Railway project Seinäjoki–Oulu
The project is both cost-effective and significant from a socio-economic perspective.
The 335-kilometre long railway section between Seinäjoki and Oulu is one of Finland's busiest single-track lines. The majority of the railway traffic between Southern and Northern Finland uses this railway, which is part of the Trans-European Rail Network (TEN). The project was preceded by the improvement of the railway section between Helsinki and Seinäjoki.
The project is both cost-effective and significant from a socio-economic perspective. The improvement of the existing single-track line will assure continuous railway operations on this section. The new double-track railway sections will increase the railway capacity, which enables greater traffic volumes.
The improved railway connection creates new opportunities for land use and business activities in the area between Seinäjoki and Oulu. Shorter travel times bring the regional and national centres closer to each other. This is advantageous for all of Ostrobothnia, especially the regions with a station.

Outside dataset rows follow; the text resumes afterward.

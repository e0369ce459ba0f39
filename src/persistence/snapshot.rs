//! Session file format
//!
//! Writing is a plain serde projection of the live state. Reading is
//! field-tolerant: every top-level field (and every settings field) is
//! extracted on its own, and anything absent or of the wrong shape is left as
//! `None` so the caller keeps its current value.

use serde::ser::{Serialize, SerializeMap, Serializer};
use serde_json::{Map, Value};

use crate::appearance::{Appearance, AppearancePatch};
use crate::color::Rgb;
use crate::consts::{FONT_SIZE_MAX, FONT_SIZE_MIN};
use crate::session::{BodyReport, SessionModel, SessionPatch};

/// Serializable projection of a session plus its appearance settings
#[derive(Debug, serde::Serialize)]
pub struct SessionSnapshot<'a> {
    pub sus: ScoreMap<'a>,
    pub bodies: &'a [BodyReport],
    pub next_id: u32,
    pub settings: &'a Appearance,
}

impl<'a> SessionSnapshot<'a> {
    pub fn capture(model: &'a SessionModel, appearance: &'a Appearance) -> Self {
        Self {
            sus: ScoreMap(model),
            bodies: model.bodies(),
            next_id: model.next_id(),
            settings: appearance,
        }
    }

    /// Two-space indented JSON, non-ASCII left as UTF-8
    pub fn to_json_pretty(&self) -> serde_json::Result<String> {
        serde_json::to_string_pretty(self)
    }
}

/// Scores written as a JSON object in roster order
#[derive(Debug)]
pub struct ScoreMap<'a>(&'a SessionModel);

impl Serialize for ScoreMap<'_> {
    fn serialize<S: Serializer>(&self, serializer: S) -> Result<S::Ok, S::Error> {
        let mut map = serializer.serialize_map(Some(self.0.roster().len()))?;
        for (name, score) in self.0.scores() {
            map.serialize_entry(name, &score)?;
        }
        map.end()
    }
}

/// Whatever could be recovered from a session file
#[derive(Debug, Clone, Default, PartialEq, Eq)]
pub struct LoadedSnapshot {
    pub session: SessionPatch,
    pub settings: AppearancePatch,
}

impl LoadedSnapshot {
    /// Parse session JSON.
    ///
    /// Only invalid JSON or a non-object document is an error; individual
    /// fields that do not fit are skipped with a warning.
    pub fn from_json(text: &str) -> serde_json::Result<Self> {
        let value: Value = serde_json::from_str(text)?;
        let Value::Object(root) = value else {
            return Err(serde::de::Error::custom(
                "session file must contain a JSON object",
            ));
        };
        Ok(Self::from_object(&root))
    }

    fn from_object(root: &Map<String, Value>) -> Self {
        let session = SessionPatch {
            sus: field(root, "sus", extract_scores),
            bodies: field(root, "bodies", extract_bodies),
            next_id: field(root, "next_id", |v| {
                as_integer(v)
                    .and_then(|n| u32::try_from(n).ok())
                    .filter(|&n| (1..u32::MAX).contains(&n))
            }),
        };

        let settings = match root.get("settings") {
            Some(Value::Object(settings)) => extract_settings(settings),
            Some(_) => {
                log::warn!("Skipping 'settings': expected an object");
                AppearancePatch::default()
            }
            None => AppearancePatch::default(),
        };

        Self { session, settings }
    }
}

/// Look up `key` and run `extract`, warning when it is present but unusable
fn field<T>(
    obj: &Map<String, Value>,
    key: &str,
    extract: impl FnOnce(&Value) -> Option<T>,
) -> Option<T> {
    let value = obj.get(key)?;
    let extracted = extract(value);
    if extracted.is_none() {
        log::warn!("Skipping '{}': unexpected value {}", key, value);
    }
    extracted
}

/// Integers, integral-looking floats (truncated) and numeric strings
fn as_integer(value: &Value) -> Option<i64> {
    match value {
        Value::Number(n) => n
            .as_i64()
            .or_else(|| n.as_u64().map(|u| i64::try_from(u).unwrap_or(i64::MAX)))
            .or_else(|| n.as_f64().filter(|f| f.is_finite()).map(|f| f.trunc() as i64)),
        Value::String(s) => s.trim().parse().ok(),
        _ => None,
    }
}

fn extract_scores(value: &Value) -> Option<Vec<(String, i64)>> {
    value
        .as_object()?
        .iter()
        .map(|(name, v)| as_integer(v).map(|score| (name.clone(), score)))
        .collect()
}

fn extract_bodies(value: &Value) -> Option<Vec<BodyReport>> {
    if !value.is_array() {
        return None;
    }
    match serde_json::from_value(value.clone()) {
        Ok(bodies) => Some(bodies),
        Err(e) => {
            log::warn!("Malformed body report list: {}", e);
            None
        }
    }
}

fn extract_settings(settings: &Map<String, Value>) -> AppearancePatch {
    let color = |v: &Value| v.as_str().and_then(Rgb::parse);
    AppearancePatch {
        bg_color: field(settings, "bg_color", color),
        font_family: field(settings, "font_family", |v| {
            v.as_str().filter(|s| !s.trim().is_empty()).map(str::to_string)
        }),
        base_font_size: field(settings, "base_font_size", |v| {
            as_integer(v).map(|n| n.clamp(FONT_SIZE_MIN as i64, FONT_SIZE_MAX as i64) as u32)
        }),
        text_color: field(settings, "text_color", color),
        font_alpha: field(settings, "font_alpha", |v| {
            as_integer(v).and_then(|n| u8::try_from(n).ok())
        }),
    }
}

#[cfg(test)]
mod tests {
    use super::*;
    use chrono::NaiveTime;

    fn model_with_bodies() -> SessionModel {
        let mut model = SessionModel::default();
        let t = NaiveTime::from_hms_opt(20, 15, 0).unwrap();
        model
            .add_body_at("Red", "Cafeteria", vec!["Blue".into(), "Ghost".into()], "", t)
            .unwrap();
        model
            .add_body_at("Lime", "Électrique", Vec::new(), "saw vent", t)
            .unwrap();
        model
    }

    #[test]
    fn test_snapshot_layout() {
        let model = model_with_bodies();
        let appearance = Appearance::default();
        let json = SessionSnapshot::capture(&model, &appearance)
            .to_json_pretty()
            .unwrap();
        let value: Value = serde_json::from_str(&json).unwrap();

        assert_eq!(value["sus"]["Blue"], 1);
        assert_eq!(value["sus"].as_object().unwrap().len(), 18);
        assert_eq!(value["bodies"][0]["victim"], "Lime");
        assert_eq!(value["bodies"][1]["nearby"][1], "Ghost");
        assert_eq!(value["next_id"], 3);
        assert_eq!(value["settings"]["bg_color"], "#ffffff");
        assert_eq!(value["settings"]["font_alpha"], 255);
        // Non-ASCII is written as-is and indentation is two spaces
        assert!(json.contains("Électrique"));
        assert!(json.contains("\n  \"sus\""));
    }

    #[test]
    fn test_scores_written_in_roster_order() {
        let model = SessionModel::default();
        let appearance = Appearance::default();
        let json = SessionSnapshot::capture(&model, &appearance)
            .to_json_pretty()
            .unwrap();
        let red = json.find("\"Red\"").unwrap();
        let blue = json.find("\"Blue\"").unwrap();
        let coral = json.find("\"Coral\"").unwrap();
        assert!(red < blue && blue < coral);
    }

    #[test]
    fn test_parse_full_document() {
        let model = model_with_bodies();
        let appearance = Appearance::default();
        let json = SessionSnapshot::capture(&model, &appearance)
            .to_json_pretty()
            .unwrap();
        let loaded = LoadedSnapshot::from_json(&json).unwrap();

        assert_eq!(loaded.session.bodies.as_deref(), Some(model.bodies()));
        assert_eq!(loaded.session.next_id, Some(3));
        assert_eq!(loaded.session.sus.as_ref().map(|s| s.len()), Some(18));
        assert_eq!(loaded.settings.font_family.as_deref(), Some("Arial"));
        assert_eq!(loaded.settings.bg_color, Some(Rgb::WHITE));
    }

    #[test]
    fn test_non_object_is_parse_error() {
        assert!(LoadedSnapshot::from_json("[1, 2, 3]").is_err());
        assert!(LoadedSnapshot::from_json("{\"sus\": ").is_err());
    }

    #[test]
    fn test_missing_fields_are_none() {
        let loaded = LoadedSnapshot::from_json("{}").unwrap();
        assert_eq!(loaded, LoadedSnapshot::default());
        assert!(loaded.settings.is_empty());
    }

    #[test]
    fn test_wrong_shapes_skipped_individually() {
        let json = r##"{
            "sus": ["Red", 3],
            "bodies": {"id": 1},
            "next_id": "7",
            "settings": {
                "bg_color": "blue",
                "font_family": "Georgia",
                "base_font_size": 14,
                "text_color": "#000000",
                "font_alpha": 300
            }
        }"##;
        let loaded = LoadedSnapshot::from_json(json).unwrap();
        assert_eq!(loaded.session.sus, None);
        assert_eq!(loaded.session.bodies, None);
        assert_eq!(loaded.session.next_id, Some(7));
        assert_eq!(loaded.settings.bg_color, None);
        assert_eq!(loaded.settings.font_family.as_deref(), Some("Georgia"));
        assert_eq!(loaded.settings.base_font_size, Some(14));
        assert_eq!(loaded.settings.text_color, Some(Rgb::BLACK));
        assert_eq!(loaded.settings.font_alpha, None);
    }

    #[test]
    fn test_score_values_coerced() {
        let json = r#"{"sus": {"Red": 2, "Blue": "4", "Tan": 3.9}}"#;
        let loaded = LoadedSnapshot::from_json(json).unwrap();
        let mut sus = loaded.session.sus.unwrap();
        sus.sort();
        assert_eq!(
            sus,
            vec![
                ("Blue".to_string(), 4),
                ("Red".to_string(), 2),
                ("Tan".to_string(), 3)
            ]
        );

        let bad = LoadedSnapshot::from_json(r#"{"sus": {"Red": 2, "Blue": null}}"#).unwrap();
        assert_eq!(bad.session.sus, None);
    }

    #[test]
    fn test_malformed_body_rejects_list() {
        let json = r#"{"bodies": [{"id": 1, "victim": "Red", "location": "A"}, {"id": "x"}]}"#;
        let loaded = LoadedSnapshot::from_json(json).unwrap();
        assert_eq!(loaded.session.bodies, None);
    }

    #[test]
    fn test_next_id_out_of_range_skipped() {
        let loaded = LoadedSnapshot::from_json(r#"{"next_id": 4294967295}"#).unwrap();
        assert_eq!(loaded.session.next_id, None);
        let loaded = LoadedSnapshot::from_json(r#"{"next_id": 4294967294}"#).unwrap();
        assert_eq!(loaded.session.next_id, Some(u32::MAX - 1));
    }

    #[test]
    fn test_next_id_must_be_positive() {
        let loaded = LoadedSnapshot::from_json(r#"{"next_id": 0}"#).unwrap();
        assert_eq!(loaded.session.next_id, None);
        let loaded = LoadedSnapshot::from_json(r#"{"next_id": -3}"#).unwrap();
        assert_eq!(loaded.session.next_id, None);
    }
}
//! Free-text notebook
//!
//! A single unstructured text buffer, loaded when the notebook opens and
//! written back wholesale when it closes. Not part of the session file.

use std::path::{Path, PathBuf};

use super::PersistenceGateway;
use crate::error::Result;

/// An open notebook and the file it belongs to
#[derive(Debug, Clone, PartialEq, Eq)]
pub struct NoteBuffer {
    path: PathBuf,
    pub text: String,
}

impl NoteBuffer {
    /// Load the notebook at `path`; a missing file opens an empty buffer
    pub fn open(gateway: &PersistenceGateway, path: impl AsRef<Path>) -> Result<Self> {
        let path = path.as_ref().to_path_buf();
        let text = gateway.load_notes(&path)?;
        Ok(Self { path, text })
    }

    /// An empty buffer that will be written to `path` on close
    pub fn empty(path: impl AsRef<Path>) -> Self {
        Self {
            path: path.as_ref().to_path_buf(),
            text: String::new(),
        }
    }

    pub fn path(&self) -> &Path {
        &self.path
    }

    pub fn append_line(&mut self, line: &str) {
        if !self.text.is_empty() && !self.text.ends_with('\n') {
            self.text.push('\n');
        }
        self.text.push_str(line);
    }

    pub fn clear(&mut self) {
        self.text.clear();
    }

    /// Write the buffer back
    pub fn save(&self, gateway: &PersistenceGateway) -> Result<()> {
        gateway.save_notes(&self.text, &self.path)
    }
}

#[cfg(test)]
mod tests {
    use super::*;

    #[test]
    fn test_open_missing_file_is_empty() {
        let dir = tempfile::tempdir().unwrap();
        let gateway = PersistenceGateway::new();
        let notes = NoteBuffer::open(&gateway, dir.path().join("notebook.txt")).unwrap();
        assert!(notes.text.is_empty());
    }

    #[test]
    fn test_save_and_reopen() {
        let dir = tempfile::tempdir().unwrap();
        let path = dir.path().join("notebook.txt");
        let gateway = PersistenceGateway::new();

        let mut notes = NoteBuffer::empty(&path);
        notes.append_line("Blue was weird in comms");
        notes.append_line("Lime hard clear");
        notes.save(&gateway).unwrap();

        let reopened = NoteBuffer::open(&gateway, &path).unwrap();
        assert_eq!(reopened.text, "Blue was weird in comms\nLime hard clear");
    }
}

Project content and objectives
Twenty-nine traffic operating points will be improved. Three new traffic operating points will be built in Riijärvi, Tikkaperä and Ahonpää. New passenger platform is built at Kempele traffic operating point. Level crossings will be eliminated and substructures and superstructures improved on the whole section from Seinäjoki to Oulu. A double-track line will be built from Southern Seinäjoki to Lapua. The double-track line between Southern Seinäjoki and Seinäjoki was completed in 2009. Sixteen steel bridges will be repaired or renewed between Seinäjoki and Oulu. Changes will be made to the safety devices and catenary system on the whole section.
This project aims to assure continuous railway operations on the existing railway line by improving the railway structure. This makes it possible to increase the maximum speed on the whole section and thereby cut the journey times in passenger traffic. The project also enables passenger trains to increase their speed to 160–200 km/h, depending on train type. The increase in axle load strengthens the competitiveness of freight traffic, and the running of heavier trains is secured by means of sufficient electric power supply. Safety will also be enhanced by the elimination of level crossings from the whole railway section.